80 Million Variables
Job assignments are usually based on personal experience with your workforce and how much manpower is required to tackle a given workload. But in order to bring the job in at the lowest possible cost, it is essential to factor in elements like seniority, cost, qualifications and individual past performance when assigning employee tasks.
You may be surprised to learn, however, that in a typical DC, there can be up to 80 million personnel and operational variables that affect planning job assignments for the typical distribution center’s workloads, service level commitments and costs.
Labor Schedule Optimization Produces Real Results For the Bottom Line
In order to effectively reduce costs and streamline operations, you need a solution, like Manhattan Associates SCOPE® Labor Scheduling Optimization™ that optimizes distribution center labor by comparing available employees against user-defined constraints. The person with the right skills is then matched to job requirements across the entire enterprise—not just within operational silos.

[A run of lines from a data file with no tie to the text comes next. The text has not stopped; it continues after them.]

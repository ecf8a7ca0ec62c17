//! Error types for the networking module.

use std::path::PathBuf;

use serde_json::Value;

/// A specialized Result type for network operations.
pub type Result<T> = std::result::Result<T, Error>;

/// Errors produced while building or executing GraphQL calls.
#[derive(Debug, thiserror::Error)]
pub enum Error {
    /// The query document could not be read.
    #[error("Failed to read query document '{path}': {source}")]
    Io {
        path: PathBuf,
        #[source]
        source: std::io::Error,
    },

    /// No query document was supplied to the builder.
    #[error("No query document configured")]
    MissingQuery,

    /// Invalid endpoint URL.
    #[error("Invalid URL: {0}")]
    InvalidUrl(String),

    /// The request body could not be serialized to JSON.
    #[error("Failed to serialize request body: {0}")]
    Serialize(#[source] serde_json::Error),

    /// Invalid header name or value.
    #[error("Invalid header: {0}")]
    InvalidHeader(String),

    /// Request timed out.
    #[error("Request timed out")]
    Timeout,

    /// Connection refused or failed.
    #[error("Connection error: {0}")]
    Connection(String),

    /// HTTP request failed for any other transport reason.
    #[error("HTTP request error: {0}")]
    Request(String),

    /// The response body is not a GraphQL envelope.
    #[error("Invalid response body (HTTP {status}): {source}")]
    InvalidBody {
        status: u16,
        #[source]
        source: serde_json::Error,
    },

    /// The envelope carried an `errors` member.
    ///
    /// The raw value is kept for inspection; the message stays generic.
    #[error("remote GraphQL call reported errors")]
    Remote { errors: Value },

    /// The envelope's `data` does not contain the expected payload.
    #[error("response shape mismatch: {0}")]
    ResponseShape(String),

    /// The payload could not be decoded into the response model.
    #[error("response shape mismatch: cannot decode '{key}' into response model: {source}")]
    ModelMismatch {
        key: String,
        #[source]
        source: serde_json::Error,
    },
}

impl Error {
    /// Create an I/O error for a query document path.
    pub fn io(path: impl Into<PathBuf>, source: std::io::Error) -> Self {
        Self::Io {
            path: path.into(),
            source,
        }
    }

    /// Collect the `message` strings of a remote error list.
    ///
    /// Returns an empty vector for any other variant, or when the remote
    /// `errors` value is not a list of objects with messages.
    pub fn remote_messages(&self) -> Vec<&str> {
        match self {
            Self::Remote {
                errors: Value::Array(items),
            } => items
                .iter()
                .filter_map(|item| item.get("message").and_then(Value::as_str))
                .collect(),
            _ => Vec::new(),
        }
    }

    /// Whether this error came from the transport layer.
    pub fn is_transport(&self) -> bool {
        matches!(
            self,
            Self::Timeout | Self::Connection(_) | Self::Request(_)
        )
    }
}

impl From<reqwest::Error> for Error {
    fn from(err: reqwest::Error) -> Self {
        if err.is_timeout() {
            Self::Timeout
        } else if err.is_connect() {
            Self::Connection(err.to_string())
        } else {
            Self::Request(err.to_string())
        }
    }
}

impl From<url::ParseError> for Error {
    fn from(err: url::ParseError) -> Self {
        Self::InvalidUrl(err.to_string())
    }
}

impl From<http::header::InvalidHeaderName> for Error {
    fn from(err: http::header::InvalidHeaderName) -> Self {
        Self::InvalidHeader(err.to_string())
    }
}

impl From<http::header::InvalidHeaderValue> for Error {
    fn from(err: http::header::InvalidHeaderValue) -> Self {
        Self::InvalidHeader(err.to_string())
    }
}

Experienced, knowledgeable supervisors can, in fact, create effective schedules that are 90 percent to 96 percent accurate in addressing facility needs and service level commitments. However, labor costs make up a full 50 percent of distribution center operating expenses—and being off the mark by six percent in a facility with an annual payroll of $10 million means $600,000 in unnecessary expenses. Even with the help of simple labor management software, it is virtually impossible using manual calculations and spreadsheets to address all the factors that could turn those expenses into a six percent savings.
A labor schedule optimization solution, however, can capture that six percent and more by examining all factors on an enterprise-wide level, which include pay rates, historical performance, historical throughput and future volume rates.